Le déficit d’articulation de ces choix structurants entre les différentes échelles, du territoire national à la commune en passant par la région, handicape sérieusement cette mutation des logiques d’aménagement et d’équipement.
Par exemple, l’éclatement de la gestion des transports collectifs entre régions, départements et communes complique le développement de l’intermodalité, dont on sait pourtant qu’elle en renforce l’attractivité. La transformation de l’offre de transports serait bien plus facile si cette responsabilité était répartie entre, par exemple, les régions ? pour l’interurbain et les réseaux ruraux – et les intercommunalités ? pour les transports de proximité.

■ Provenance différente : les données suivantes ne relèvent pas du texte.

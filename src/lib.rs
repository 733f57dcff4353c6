//! cross-repo - forge repository snapshots on demand
//!
//! Turns identifiers like `ManageIQ/manageiq@master` into an immutable
//! directory tree at `<cache root>/<org>/<repo>@<commit>`, downloading the
//! forge tarball only when that commit is not cached yet.
//!
//! ```no_run
//! use cross_repo::{Config, Repository};
//!
//! # fn main() -> cross_repo::Result<()> {
//! let config = Config::new()?;
//! let resolver = config.resolver();
//! let repository = Repository::new("manageiq-api@master", &config.server, &resolver)?;
//! let path = config.materializer()?.ensure_available(&repository)?;
//! println!("{repository} is at {}", path.display());
//! # Ok(())
//! # }
//! ```

pub mod cache;
pub mod cancel;
pub mod config;
pub mod error;
pub mod fetch;
pub mod git;
pub mod identifier;
pub mod repository;

pub use cache::{Cache, Materializer};
pub use cancel::Cancellation;
pub use config::{Config, RefBackend};
pub use error::{CrossRepoError, Result};
pub use fetch::{ArchiveSource, HttpArchiveSource};
pub use git::RefResolver;
pub use identifier::Identifier;
pub use repository::Repository;
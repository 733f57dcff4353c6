//! Resolved repository descriptors
//!
//! A [`Repository`] is an [`Identifier`] placed on a forge with its ref pinned
//! to a commit. It is built once and never changes afterwards.

use std::fmt;

use serde::Serialize;
use tracing::debug;

use crate::cancel::Cancellation;
use crate::error::{CrossRepoError, Result};
use crate::git::RefResolver;
use crate::identifier::{Identifier, is_commit_id};

/// Forge used when no server is given
pub const DEFAULT_SERVER: &str = "https://github.com";

/// Name of the umbrella project; see [`Repository::is_core`]
pub const CORE_REPO: &str = "manageiq";

/// A repository on a forge, pinned to a commit
#[derive(Debug, Clone, PartialEq, Eq, Serialize)]
pub struct Repository {
    pub server: String,
    pub org: String,
    pub repo: String,
    #[serde(rename = "ref")]
    pub git_ref: String,
    pub sha: String,
}

impl Repository {
    /// Parse `identifier` and resolve it against `server`
    pub fn new(identifier: &str, server: &str, resolver: &dyn RefResolver) -> Result<Self> {
        Self::resolve(Identifier::parse(identifier)?, server, resolver)
    }

    /// Resolve a parsed identifier's ref to a commit
    pub fn resolve(identifier: Identifier, server: &str, resolver: &dyn RefResolver) -> Result<Self> {
        Self::resolve_with(identifier, server, resolver, &Cancellation::new())
    }

    /// Like [`Repository::resolve`], giving up once `cancel` fires
    pub fn resolve_with(
        identifier: Identifier,
        server: &str,
        resolver: &dyn RefResolver,
        cancel: &Cancellation,
    ) -> Result<Self> {
        let Identifier { org, repo, git_ref } = identifier;
        let url = join_url(server, &[&org, &repo]);
        let sha = ref_to_sha(resolver, &url, &git_ref, cancel)?;

        Ok(Self {
            server: server.to_string(),
            org,
            repo,
            git_ref,
            sha,
        })
    }

    /// `org/repo`
    pub fn name(&self) -> String {
        format!("{}/{}", self.org, self.repo)
    }

    /// Canonical web/clone URL: `server/org/repo`
    pub fn url(&self) -> String {
        join_url(&self.server, &[&self.org, &self.repo])
    }

    /// Archive endpoint for the human ref: `server/org/repo/tarball/ref`
    pub fn tarball_url(&self) -> String {
        join_url(&self.url(), &["tarball", &self.git_ref])
    }

    /// Whether this is the umbrella project itself rather than a plugin
    pub fn is_core(&self) -> bool {
        self.repo.eq_ignore_ascii_case(CORE_REPO)
    }
}

impl fmt::Display for Repository {
    fn fmt(&self, f: &mut fmt::Formatter<'_>) -> fmt::Result {
        write!(f, "{}/{}@{}", self.org, self.repo, self.sha)
    }
}

fn ref_to_sha(
    resolver: &dyn RefResolver,
    url: &str,
    git_ref: &str,
    cancel: &Cancellation,
) -> Result<String> {
    if is_commit_id(git_ref) {
        debug!(url, git_ref, "ref is already a commit id");
        return Ok(git_ref.to_string());
    }

    cancel.check("ref resolution")?;

    match resolver.resolve_ref(url, git_ref)? {
        Some(sha) if is_commit_id(&sha) => {
            debug!(url, git_ref, %sha, "resolved ref");
            Ok(sha)
        }
        // The commit id becomes part of the cache path
        Some(sha) if !sha.is_empty() => Err(CrossRepoError::RefQueryFailed {
            url: url.to_string(),
            git_ref: git_ref.to_string(),
            reason: format!("remote returned an invalid commit id: {sha}"),
        }),
        _ => Err(CrossRepoError::RefNotFound {
            url: url.to_string(),
            git_ref: git_ref.to_string(),
        }),
    }
}

/// Join URL path segments with single slashes
fn join_url(base: &str, segments: &[&str]) -> String {
    let mut url = base.trim_end_matches('/').to_string();
    for segment in segments {
        url.push('/');
        url.push_str(segment.trim_matches('/'));
    }
    url
}
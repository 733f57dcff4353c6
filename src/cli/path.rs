use clap::Parser;

/// Arguments for the path command
#[derive(Parser, Debug)]
#[command(after_help = "EXAMPLES:\n  \
                  Print where master of the core repository is cached:\n    cross-repo path manageiq\n\n\
                  Use it from a shell:\n    cd \"$(cross-repo path manageiq-api@ivanchuk)\"")]
pub struct PathArgs {
    /// Repository identifier ([org/]repo[@ref])
    pub identifier: String,
}
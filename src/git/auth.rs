//! Credentials for libgit2 remote connections
//!
//! Public forges need none; private ones go through the same places git
//! itself looks: the SSH agent, keys in ~/.ssh/ and credential helpers.

use git2::{Cred, CredentialType, Error, ErrorClass, ErrorCode, RemoteCallbacks};

const SSH_KEY_NAMES: &[&str] = &["id_ed25519", "id_rsa", "id_ecdsa"];

fn auth_failed(message: &str) -> Error {
    Error::new(ErrorCode::Auth, ErrorClass::Http, message)
}

fn ssh_key_from_disk(username: &str) -> Result<Cred, Error> {
    let ssh_dir = dirs::home_dir().unwrap_or_default().join(".ssh");

    SSH_KEY_NAMES
        .iter()
        .map(|name| ssh_dir.join(name))
        .filter(|private_key| private_key.exists())
        .find_map(|private_key| {
            let public_key = private_key.with_extension("pub");
            let public_key = public_key.exists().then_some(public_key);
            Cred::ssh_key(username, public_key.as_deref(), &private_key, None).ok()
        })
        .ok_or_else(|| auth_failed("no usable SSH key found"))
}

fn credential_helper(url: &str, username_from_url: Option<&str>) -> Result<Cred, Error> {
    let config = git2::Config::open_default().or_else(|_| git2::Config::new())?;

    Cred::credential_helper(&config, url, username_from_url)
        .or_else(|_| Cred::userpass_plaintext(username_from_url.unwrap_or(""), ""))
}

/// Install a credentials callback that defers to git's native mechanisms
pub fn setup_auth_callbacks(callbacks: &mut RemoteCallbacks) {
    callbacks.credentials(|url, username_from_url, allowed_types| {
        if allowed_types.contains(CredentialType::DEFAULT) {
            return Cred::default();
        }

        if allowed_types.contains(CredentialType::SSH_KEY) {
            let username = username_from_url.unwrap_or("git");
            return Cred::ssh_key_from_agent(username).or_else(|_| ssh_key_from_disk(username));
        }

        if allowed_types.contains(CredentialType::USER_PASS_PLAINTEXT) {
            return credential_helper(url, username_from_url);
        }

        Err(auth_failed("authentication failed"))
    });
}
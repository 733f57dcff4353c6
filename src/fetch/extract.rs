//! Tarball extraction into a staging directory
//!
//! Forge archive endpoints wrap the tree in one top-level directory (for
//! example `ManageIQ-manageiq-abc123/`), sometimes next to a
//! `pax_global_header` pseudo-entry carrying the commit id.

use std::fs;
use std::io::{self, ErrorKind, Read};
use std::path::{Path, PathBuf};

use flate2::read::GzDecoder;
use tar::{Archive, EntryType};

use crate::error::{CrossRepoError, Result, filesystem};

/// Name under which some extractors materialize the pax global header
pub const PAX_GLOBAL_HEADER: &str = "pax_global_header";

/// Why unpacking stopped
#[derive(Debug)]
pub enum UnpackError {
    /// Reading the archive stream itself failed
    Source(String),
    /// The stream is not a well-formed gzip-compressed tar archive
    Corrupt(String),
    /// Writing an extracted entry to disk failed
    Write(String),
}

/// Remembers the first error raised by the underlying stream, so a failed
/// unpack can be attributed to the network rather than the archive or disk
struct Watched<R> {
    inner: R,
    error: Option<String>,
}

impl<R: Read> Read for Watched<R> {
    fn read(&mut self, buf: &mut [u8]) -> io::Result<usize> {
        self.inner.read(buf).inspect_err(|e| {
            self.error.get_or_insert_with(|| e.to_string());
        })
    }
}

/// Gunzip and unpack `reader` under `dest`.
///
/// Global pax headers are skipped. Entries that would land outside `dest`
/// (absolute paths, `..`) abort the unpack.
pub fn unpack_tarball<R: Read>(reader: R, dest: &Path) -> std::result::Result<(), UnpackError> {
    let watched = Watched {
        inner: reader,
        error: None,
    };
    let mut archive = Archive::new(GzDecoder::new(watched));
    archive.set_preserve_mtime(true);

    let result = unpack_entries(&mut archive, dest);
    let watched = archive.into_inner().into_inner();

    match (result, watched.error) {
        (Ok(()), _) => Ok(()),
        (Err(_), Some(source)) => Err(UnpackError::Source(source)),
        (Err(e), None) => Err(e),
    }
}

fn unpack_entries<R: Read>(
    archive: &mut Archive<R>,
    dest: &Path,
) -> std::result::Result<(), UnpackError> {
    let corrupt = |e: io::Error| UnpackError::Corrupt(e.to_string());

    for entry in archive.entries().map_err(corrupt)? {
        let mut entry = entry.map_err(corrupt)?;
        if entry.header().entry_type() == EntryType::XGlobalHeader {
            continue;
        }
        let unpacked = entry.unpack_in(dest).map_err(|e| match e.kind() {
            ErrorKind::InvalidData | ErrorKind::InvalidInput | ErrorKind::UnexpectedEof => {
                UnpackError::Corrupt(e.to_string())
            }
            _ => UnpackError::Write(e.to_string()),
        })?;
        if !unpacked {
            let path = entry.path().map_err(corrupt)?.display().to_string();
            return Err(UnpackError::Corrupt(format!(
                "entry escapes the extraction directory: {path}"
            )));
        }
    }
    Ok(())
}

/// Find the single real top-level directory of an unpacked archive.
///
/// `url` is only used for error context.
pub fn locate_content_dir(staging: &Path, url: &str) -> Result<PathBuf> {
    let entries = fs::read_dir(staging).map_err(|e| filesystem(staging, e))?;

    let mut candidates = Vec::new();
    for entry in entries {
        let entry = entry.map_err(|e| filesystem(staging, e))?;
        if entry.file_name() != PAX_GLOBAL_HEADER {
            candidates.push(entry.path());
        }
    }

    let format_error = |reason: String| CrossRepoError::ArchiveFormat {
        url: url.to_string(),
        reason,
    };

    match candidates.as_slice() {
        [content] if content.is_dir() => Ok(content.clone()),
        [content] => Err(format_error(format!(
            "top-level entry {} is not a directory",
            content.display()
        ))),
        [] => Err(format_error("archive is empty".to_string())),
        many => Err(format_error(format!(
            "expected one top-level directory, found {}",
            many.len()
        ))),
    }
}
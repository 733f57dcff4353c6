//! Runtime configuration
//!
//! Resolved once at startup from command-line flags and environment and
//! passed down from there.

use std::path::PathBuf;
use std::time::Duration;

use clap::ValueEnum;

use crate::cache::{self, Cache, Materializer};
use crate::error::Result;
use crate::fetch::{DEFAULT_TIMEOUT, HttpArchiveSource};
use crate::git::{Libgit2Remote, LsRemote, RefResolver};
use crate::repository::DEFAULT_SERVER;

/// Environment variable overriding the cache root
pub const CACHE_DIR_ENV: &str = "CROSS_REPO_CACHE_DIR";

/// Environment variable overriding the forge base URL
pub const SERVER_ENV: &str = "CROSS_REPO_SERVER";

/// How refs are resolved to commits
#[derive(Debug, Clone, Copy, Default, PartialEq, Eq, ValueEnum)]
pub enum RefBackend {
    /// Run `git ls-remote`
    #[default]
    Git,
    /// Talk to the remote in-process via libgit2
    Libgit2,
}

#[derive(Debug, Clone, PartialEq, Eq)]
pub struct Config {
    pub cache_root: PathBuf,
    pub server: String,
    pub timeout: Duration,
    pub ref_backend: RefBackend,
}

impl Config {
    /// Defaults, with the cache under the platform cache directory
    pub fn new() -> Result<Self> {
        Ok(Self::with_cache_root(cache::default_root()?))
    }

    pub fn with_cache_root(cache_root: impl Into<PathBuf>) -> Self {
        Self {
            cache_root: cache_root.into(),
            server: DEFAULT_SERVER.to_string(),
            timeout: DEFAULT_TIMEOUT,
            ref_backend: RefBackend::default(),
        }
    }

    pub fn cache(&self) -> Cache {
        Cache::new(&self.cache_root)
    }

    /// The ref resolver selected by [`Config::ref_backend`]
    pub fn resolver(&self) -> Box<dyn RefResolver> {
        match self.ref_backend {
            RefBackend::Git => Box::new(LsRemote::new()),
            RefBackend::Libgit2 => Box::new(Libgit2Remote::new()),
        }
    }

    /// A materializer downloading over HTTP into this cache
    pub fn materializer(&self) -> Result<Materializer> {
        let source = HttpArchiveSource::new(self.timeout)?;
        Ok(Materializer::new(self.cache(), source))
    }
}
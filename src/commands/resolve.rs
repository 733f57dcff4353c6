//! Resolve command: pin identifiers to commits without downloading

use std::path::PathBuf;

use rayon::prelude::*;
use serde::Serialize;

use cross_repo::error::{CrossRepoError, Result};
use cross_repo::{Cache, Config, Repository};

use super::partition_results;
use crate::cli::ResolveArgs;

/// Descriptor plus the values derived from it
#[derive(Debug, Serialize)]
struct RepositoryReport {
    #[serde(flatten)]
    repository: Repository,
    url: String,
    tarball_url: String,
    core: bool,
    path: PathBuf,
}

impl RepositoryReport {
    fn new(repository: Repository, cache: &Cache) -> Self {
        Self {
            url: repository.url(),
            tarball_url: repository.tarball_url(),
            core: repository.is_core(),
            path: cache.entry_path(&repository),
            repository,
        }
    }
}

pub fn run(config: &Config, args: &ResolveArgs) -> Result<()> {
    let resolver = config.resolver();

    let results: Vec<Result<Repository>> = args
        .identifiers
        .par_iter()
        .map(|identifier| Repository::new(identifier, &config.server, resolver.as_ref()))
        .collect();

    let (resolved, incomplete) = partition_results(&args.identifiers, results);

    if args.json {
        let cache = config.cache();
        let reports: Vec<RepositoryReport> = resolved
            .into_iter()
            .map(|repository| RepositoryReport::new(repository, &cache))
            .collect();
        let json = serde_json::to_string_pretty(&reports).map_err(|e| {
            CrossRepoError::Serialization {
                reason: e.to_string(),
            }
        })?;
        println!("{json}");
    } else {
        for repository in resolved {
            println!("{repository}");
        }
    }

    incomplete.map_or(Ok(()), Err)
}
//! Shell completions command

use clap::CommandFactory;

use cross_repo::error::Result;

use crate::cli::{Cli, CompletionsArgs};

/// Generate shell completions
pub fn run(args: &CompletionsArgs) -> Result<()> {
    let mut cmd = Cli::command();
    clap_complete::generate(
        args.shell,
        &mut cmd,
        "cross-repo",
        &mut std::io::stdout().lock(),
    );
    Ok(())
}
//! Caller-supplied cancellation and deadlines for network operations

use std::io::{self, Read};
use std::sync::Arc;
use std::sync::atomic::{AtomicBool, Ordering};
use std::time::{Duration, Instant};

use crate::error::{CrossRepoError, Result};

/// Shared cancellation signal with an optional deadline.
///
/// Clones share the same flag, so one clone can be handed to a worker and
/// another kept by the caller to cancel it.
#[derive(Debug, Clone, Default)]
pub struct Cancellation {
    flag: Arc<AtomicBool>,
    deadline: Option<Instant>,
}

impl Cancellation {
    /// A signal that never fires unless [`Cancellation::cancel`] is called
    pub fn new() -> Self {
        Self::default()
    }

    /// Fire automatically once `deadline` has passed
    #[must_use]
    pub fn with_deadline(mut self, deadline: Instant) -> Self {
        self.deadline = Some(deadline);
        self
    }

    /// Fire automatically `timeout` from now
    #[must_use]
    pub fn with_timeout(self, timeout: Duration) -> Self {
        self.with_deadline(Instant::now() + timeout)
    }

    pub fn cancel(&self) {
        self.flag.store(true, Ordering::SeqCst);
    }

    pub fn is_cancelled(&self) -> bool {
        self.flag.load(Ordering::SeqCst) || self.deadline.is_some_and(|d| Instant::now() >= d)
    }

    /// Return `Cancelled` for `operation` if the signal has fired
    pub fn check(&self, operation: &str) -> Result<()> {
        if self.is_cancelled() {
            return Err(CrossRepoError::Cancelled {
                operation: operation.to_string(),
            });
        }
        Ok(())
    }

    /// Wrap a reader so every read fails once the signal has fired
    pub fn guard<R: Read>(&self, inner: R) -> Guarded<R> {
        Guarded {
            inner,
            cancel: self.clone(),
        }
    }
}

/// Reader returned by [`Cancellation::guard`]
pub struct Guarded<R> {
    inner: R,
    cancel: Cancellation,
}

impl<R: Read> Read for Guarded<R> {
    fn read(&mut self, buf: &mut [u8]) -> io::Result<usize> {
        if self.cancel.is_cancelled() {
            return Err(io::Error::other("operation cancelled"));
        }
        self.inner.read(buf)
    }
}
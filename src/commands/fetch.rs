//! Fetch command: resolve identifiers and materialize their snapshots

use std::path::PathBuf;

use rayon::ThreadPoolBuilder;
use rayon::prelude::*;
use tracing::debug;

use cross_repo::error::{CrossRepoError, Result};
use cross_repo::{Config, Materializer, RefResolver, Repository};

use super::partition_results;
use crate::cli::FetchArgs;
use crate::progress::ProgressDisplay;

pub fn run(config: &Config, args: &FetchArgs, show_progress: bool) -> Result<()> {
    let resolver = config.resolver();
    let materializer = config.materializer()?;

    // 0 lets rayon pick one thread per CPU
    let pool = ThreadPoolBuilder::new()
        .num_threads(args.jobs.unwrap_or(0))
        .build()
        .map_err(|e| CrossRepoError::WorkerPool {
            reason: e.to_string(),
        })?;
    debug!(threads = pool.current_num_threads(), "fetching");

    let progress = ProgressDisplay::new(args.identifiers.len() as u64, show_progress);
    let results: Vec<Result<(Repository, PathBuf)>> = pool.install(|| {
        args.identifiers
            .par_iter()
            .map(|identifier| {
                progress.start(identifier);
                let result =
                    fetch_one(identifier, &config.server, resolver.as_ref(), &materializer);
                progress.inc();
                result
            })
            .collect()
    });

    if results.iter().any(Result::is_err) {
        progress.abandon();
    } else {
        progress.finish();
    }

    let (fetched, incomplete) = partition_results(&args.identifiers, results);
    for (repository, path) in fetched {
        println!("{repository}\t{}", path.display());
    }

    incomplete.map_or(Ok(()), Err)
}

/// Resolve one identifier and make its snapshot available
pub(crate) fn fetch_one(
    identifier: &str,
    server: &str,
    resolver: &dyn RefResolver,
    materializer: &Materializer,
) -> Result<(Repository, PathBuf)> {
    let repository = Repository::new(identifier, server, resolver)?;
    let path = materializer.ensure_available(&repository)?;
    Ok((repository, path))
}
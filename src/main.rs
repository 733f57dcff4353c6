//! cross-repo - repository snapshots for cross-repo testing
//!
//! Command line front end over the `cross_repo` library: resolves
//! `[org/]repo[@ref]` identifiers and manages the local snapshot cache.

use std::io::IsTerminal;
use std::time::Duration;

use clap::Parser;
use tracing_subscriber::EnvFilter;

mod cli;
mod commands;
mod progress;

use cli::{Cli, Commands};
use cross_repo::Config;
use cross_repo::cache;
use cross_repo::error::Result;

/// Install the stderr log subscriber.
///
/// `RUST_LOG` takes precedence over `-v`.
fn init_tracing(verbose: u8) {
    let level = match verbose {
        0 => "warn",
        1 => "info",
        2 => "debug",
        _ => "trace",
    };

    let filter = EnvFilter::try_from_default_env()
        .unwrap_or_else(|_| EnvFilter::new(format!("cross_repo={level}")));
    let subscriber = tracing_subscriber::fmt()
        .with_env_filter(filter)
        .with_writer(std::io::stderr)
        .with_target(false)
        .with_level(true)
        .finish();

    let _ = tracing::subscriber::set_global_default(subscriber);
}

/// Turn parsed global options into a [`Config`]
fn build_config(cli: &Cli) -> Result<Config> {
    let cache_root = match &cli.cache_dir {
        Some(dir) => dir.clone(),
        None => cache::default_root()?,
    };

    Ok(Config {
        cache_root,
        server: cli.server.clone(),
        timeout: Duration::from_secs(cli.timeout),
        ref_backend: cli.ref_backend,
    })
}

fn run(cli: Cli) -> Result<()> {
    let config = build_config(&cli)?;
    let show_progress = cli.verbose == 0 && std::io::stderr().is_terminal();

    match cli.command {
        Commands::Fetch(args) => commands::fetch::run(&config, &args, show_progress),
        Commands::Resolve(args) => commands::resolve::run(&config, &args),
        Commands::Path(args) => commands::path::run(&config, &args),
        Commands::Cache(args) => commands::cache::run(&config, &args),
        Commands::Version => commands::version::run(),
        Commands::Completions(args) => commands::completions::run(&args),
    }
}

fn main() {
    let cli = Cli::parse();
    init_tracing(cli.verbose);

    if let Err(e) = run(cli) {
        eprintln!("Error: {e}");
        std::process::exit(1);
    }
}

Des schémas non opposables

Dans le même ordre d’idée, les régions élaborent, conformément à leurs compétences, des schémas d’aménagement et de développement durable du territoire (SRADDT), des schémas des infrastructures et des transports (SRIT), des schémas de développement économique (SRDE), des plans régionaux de qualité de l’air (PRQA), instruments qui pourraient, en fonction de leur contenu, contribuer à l’avènement d’une nouvelle dynamique territoriale plus soutenable. Mais ces politiques publiques perdent en efficacité car ces schémas ne sont, en général, pas opposables aux collectivités infra régionales. Il est, dès lors, difficile de concrétiser la mise en ?uvre des orientations énoncées.

Alors que s’engage une réforme nécessaire de l’organisation territoriale, il est impératif de promouvoir, en matière d’aménagement, une forme de hiérarchie entre les échelles territoriales pour accélérer la mutation nécessaire. Il est regrettable que le Grenelle de l’environnement ait occulté cette problématique. Le gouvernement a profité de la faible mobilisation des élus locaux sur le sujet pour rogner, par différentes mesures, l’autonomie des collectivités territoriales.

Le nouveau rôle du Préfêt

L’article 23 de la loi Grenelle II prévoit l’adoption sous l’autorité du Préfet de Région d’un nouvel instrument : le schéma régional du climat, de l’air et de l’énergie, dont on comprend qu’il pourrait être une forme d’officialisation du concept de plan climat. Cette proposition est préoccupante. On peut craindre, d’une part, que ce nouvel instrument empiète sur les dispositions des SRADDT et des SRIT, entre en compétition avec les PRQA ou en conflit avec les schémas éoliens dont certaines régions se sont dotées, mettant ainsi à mal les efforts de concertation et d’harmonisation des politiques publiques engagées par les régions. On doit redouter aussi une nouvelle complication puisque la loi ne précise nullement la hiérarchie qui devrait s’établir entre ce nouveau schéma et les actions qui seraient proposées par les collectivités du territoire concerné. La complication est d’autant plus à craindre que la même loi dans son article 26 impose à toutes les collectivités de plus de 50.000 habitants de se doter de Plan climat sans même évoquer la mise en cohérence de ces différents exercices sur un même territoire. Cet empilement de plan et de schéma

Si le gouvernement est aussi sérieux qu’il le prétend pour lutter contre le changement climatique, il est impératif que cette proposition soit singulièrement reformulée. Lors du Grenelle de l’environnement, l’Association des Régions de France avait timidement proposé que les régions soient « chef de file » pour l’élaboration des plans climat. Le débat parlementaire qui s’ouvre à l’automne doit permettre d’aller plus loin. Les régions devraient promouvoir l’idée d’un Plan régional énergie climat, obligatoire ET opposable. Ainsi les Plans Climat Energie Territoriaux qui seront adoptés par les collectivités infrarégionales, devront être élaborés en cohérence avec le plan régional préalablement arrêté. Il faudrait également que le Plan régional énergie climat, nécessairement construit en concertation avec les citoyens et les acteurs du territoire, soit adopté par la seule Assemblée régionale souveraine et responsable. Cette modification est indispensable à l’efficacité de la lutte contre le changement climatique. Elle est aussi nécessaire pour reprendre l’initiative sur la réforme de l’organisation territoriale, pour que cette réforme poursuive et améliore le processus de décentralisation et non l’affaiblisse, comme le fait aujourd’hui le gouvernement.